The approach we take to online communities at Communispace is intentional and specific — we keep communities small and private, we expertly facilitate member-to-member interactions, and we design communities to artfully combine what clients want to learn with what consumers want to experience.  And over the years, we have published numerous papers about why and how online communities work, and the amazing things brands can do when they collaborate with consumers. But, truth be told, a lot of our whitepapers are us writing about us. Our latest report, however, presents a study conducted by researchers at Michigan State University (MSU), who systematically explored what motivates participation in online brand communities — both public and private.

In order to understand what really drives engagement in online communities, the MSU team looked at a range of Communispace clients across industries, conducted TURF and regression analyses to explore the relative importance of 11 different motivations for participation (brand, community and personal), and then benchmarked Communispace community performance against that of other online brand communities.

You can access the full report on Communispace’s website, but if you want the Cliffs Notes version, keep reading. What follows is a synthesis and summary of the key findings, which are formulated as “rules of engagement.”

Six Rules of Engagement

#1  Create an environment that invites and inspires self-expression. Of the eleven motivations for participation, community members said self-expression was the top reason they engaged. Online communities should, first and foremost, invite and encourage consumers to share their ideas with others and to express and explore their own, unique experience with a brand.

#2  Close the loop. Consumers want and expect to influence the brand that is sponsoring their community — it’s a key reason why they are there. But companies must recognize that consumer collaboration is a two-way street. Creating a feedback loop to share results and impact does not happen unless community and insight professionals hard-wire it into the community design.

#3 Foster a genuine sense of community to deepen engagement. Regression analyses showed that brand-focused and personal motivations drive people’s intentions to participate, but that actual participation is driven by the community-focused motivations. Long-term engagement in online communities is based, not on brand passion or getting rewards, but on relationship factors such as validation, getting and receiving help, and interacting with others with a shared point of view.

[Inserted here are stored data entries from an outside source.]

#![allow(dead_code)]

use makaba::{Client, ClientBuilder};
use serde_json::{json, Value};
use wiremock::matchers::{method, path};
use wiremock::{Mock, MockServer, ResponseTemplate};

pub fn global_boards() -> Value {
    json!({
        "Разное": [
            { "id": "b", "name": "Бред", "category": "Разное", "bump_limit": "500" },
            { "id": "soc", "name": "Общение", "category": "Разное" }
        ],
        "Техника и софт": [
            { "id": "pr", "name": "Программирование", "category": "Техника и софт",
              "enable_thread_tags": 1 }
        ]
    })
}

pub fn user_boards() -> Value {
    json!({
        "is_index": 1,
        "boards": [
            { "id": "zz", "name": "user board" },
            { "id": "soc", "name": "renamed by users" }
        ]
    })
}

pub async fn mount_boards(server: &MockServer) {
    Mock::given(method("GET"))
        .and(path("/makaba/mobile.fcgi"))
        .respond_with(ResponseTemplate::new(200).set_body_json(global_boards()))
        .mount(server)
        .await;
    Mock::given(method("GET"))
        .and(path("/userboards.json"))
        .respond_with(ResponseTemplate::new(200).set_body_json(user_boards()))
        .mount(server)
        .await;
}

pub async fn mount_json(server: &MockServer, at: &str, body: Value) {
    Mock::given(method("GET"))
        .and(path(at))
        .respond_with(ResponseTemplate::new(200).set_body_json(body))
        .mount(server)
        .await;
}

pub async fn mount_bytes(server: &MockServer, at: &str, body: &[u8]) {
    Mock::given(method("GET"))
        .and(path(at))
        .respond_with(ResponseTemplate::new(200).set_body_bytes(body.to_vec()))
        .mount(server)
        .await;
}

/// A server that already knows the boards.
pub async fn server() -> MockServer {
    let server = MockServer::start().await;
    mount_boards(&server).await;
    server
}

pub fn builder(server: &MockServer) -> ClientBuilder {
    Client::builder().base_url(server.uri())
}

pub async fn client(server: &MockServer) -> Client {
    builder(server).build().await.unwrap()
}

/// Catalog of `/b/` with one thread per `(num, subject, tags, views, score, posts)`.
pub fn catalog(threads: &[(u64, &str, &str, u64, u64, u64)]) -> Value {
    let threads: Vec<Value> = threads
        .iter()
        .map(|(num, subject, tags, views, score, posts)| {
            json!({
                "num": num.to_string(),
                "subject": subject,
                "comment": "",
                "tags": tags,
                "views": views,
                "score": score,
                "posts_count": posts,
                "lasthit": 1_660_000_000,
                "files": []
            })
        })
        .collect();
    json!({ "board": "b", "threads": threads })
}

/// A thread document with the given posts.
pub fn thread(posts: Vec<Value>) -> Value {
    json!({ "threads": [ { "posts": posts } ] })
}

pub fn media(kind: u64, name: &str, at: &str) -> Value {
    json!({ "type": kind, "displayname": name, "name": name, "path": at })
}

#4 Embrace one strategy to recruit and another to retain. The mismatch between what drives intended and actual participation suggest we need two facilitation strategies. The initial invitation should be framed in terms of entertainment, the opportunity to influence a brand, and the potential for sharing experiences. Once members have joined the community, facilitators should focus on helping them build relationships, connect as a group, and discuss and explore shared interests.

#5 Tailor the engagement style to the industry. Results of the TURF analysis showed that B2B communities have specific engagement drivers, distinct from the Retail and CPG communities studied. Community facilitators must adjust their style to the needs of their audience; for example, “fun” activities in a B2B context must be clearly relevant to the business purpose of the community.

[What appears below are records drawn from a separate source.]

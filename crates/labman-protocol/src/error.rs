//! Wire error type and JSON-RPC 2.0 error codes, plus the lab-specific range.

use serde::{Deserialize, Serialize};

/// Standard JSON-RPC 2.0 error codes plus lab manager errors.
#[derive(Debug, Clone, Copy, PartialEq, Eq)]
pub enum RpcErrorCode {
    // JSON-RPC 2.0 standard errors
    ParseError,
    InvalidRequest,
    MethodNotFound,
    InvalidParams,
    InternalError,

    // Server errors
    ServerError,
    ServerNotInitialized,
    ServerShuttingDown,

    // Lab errors
    LabNotFound,
    TemplateMissing,
    IoFailure,
    NotRunning,
    AlreadyRunning,
    InvalidName,

    Custom(i32),
}

impl RpcErrorCode {
    pub fn code(&self) -> i32 {
        match self {
            Self::ParseError => -32700,
            Self::InvalidRequest => -32600,
            Self::MethodNotFound => -32601,
            Self::InvalidParams => -32602,
            Self::InternalError => -32603,
            Self::ServerError => -32000,
            Self::ServerNotInitialized => -32001,
            Self::ServerShuttingDown => -32002,
            Self::LabNotFound => -32010,
            Self::TemplateMissing => -32011,
            Self::IoFailure => -32012,
            Self::NotRunning => -32013,
            Self::AlreadyRunning => -32014,
            Self::InvalidName => -32015,
            Self::Custom(c) => *c,
        }
    }

    pub fn from_code(code: i32) -> Self {
        match code {
            -32700 => Self::ParseError,
            -32600 => Self::InvalidRequest,
            -32601 => Self::MethodNotFound,
            -32602 => Self::InvalidParams,
            -32603 => Self::InternalError,
            -32000 => Self::ServerError,
            -32001 => Self::ServerNotInitialized,
            -32002 => Self::ServerShuttingDown,
            -32010 => Self::LabNotFound,
            -32011 => Self::TemplateMissing,
            -32012 => Self::IoFailure,
            -32013 => Self::NotRunning,
            -32014 => Self::AlreadyRunning,
            -32015 => Self::InvalidName,
            c => Self::Custom(c),
        }
    }
}

/// JSON-RPC 2.0 error object.
#[derive(Debug, Clone, Serialize, Deserialize, thiserror::Error)]
#[error("RPC error [{code}]: {message}")]
pub struct RpcError {
    pub code: i32,
    pub message: String,
    #[serde(skip_serializing_if = "Option::is_none")]
    pub data: Option<serde_json::Value>,
}

impl RpcError {
    pub fn new(code: RpcErrorCode, message: impl Into<String>) -> Self {
        Self {
            code: code.code(),
            message: message.into(),
            data: None,
        }
    }

    pub fn with_data(mut self, data: serde_json::Value) -> Self {
        self.data = Some(data);
        self
    }

    pub fn parse_error(message: impl Into<String>) -> Self {
        Self::new(RpcErrorCode::ParseError, message)
    }

    pub fn invalid_request(message: impl Into<String>) -> Self {
        Self::new(RpcErrorCode::InvalidRequest, message)
    }

    pub fn method_not_found(method: &str) -> Self {
        Self::new(RpcErrorCode::MethodNotFound, format!("Method not found: {method}"))
    }

    pub fn invalid_params(message: impl Into<String>) -> Self {
        Self::new(RpcErrorCode::InvalidParams, message)
    }

    pub fn not_initialized() -> Self {
        Self::new(RpcErrorCode::ServerNotInitialized, "Server is not initialized")
    }

    pub fn shutting_down() -> Self {
        Self::new(RpcErrorCode::ServerShuttingDown, "Server is shutting down")
    }

    pub fn error_code(&self) -> RpcErrorCode {
        RpcErrorCode::from_code(self.code)
    }
}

#6 Reward members in multiple ways. Both hedonic (fun, social status) and utilitarian (points, prizes) rewards explained some of the total variance in participation; but neither was the number-one factor for any of the communities studied. Community managers should take a balanced approach to incentives, and remember that being able to express oneself, influence a brand and help others are equally and ultimately more rewarding than money, status or temporary amusement.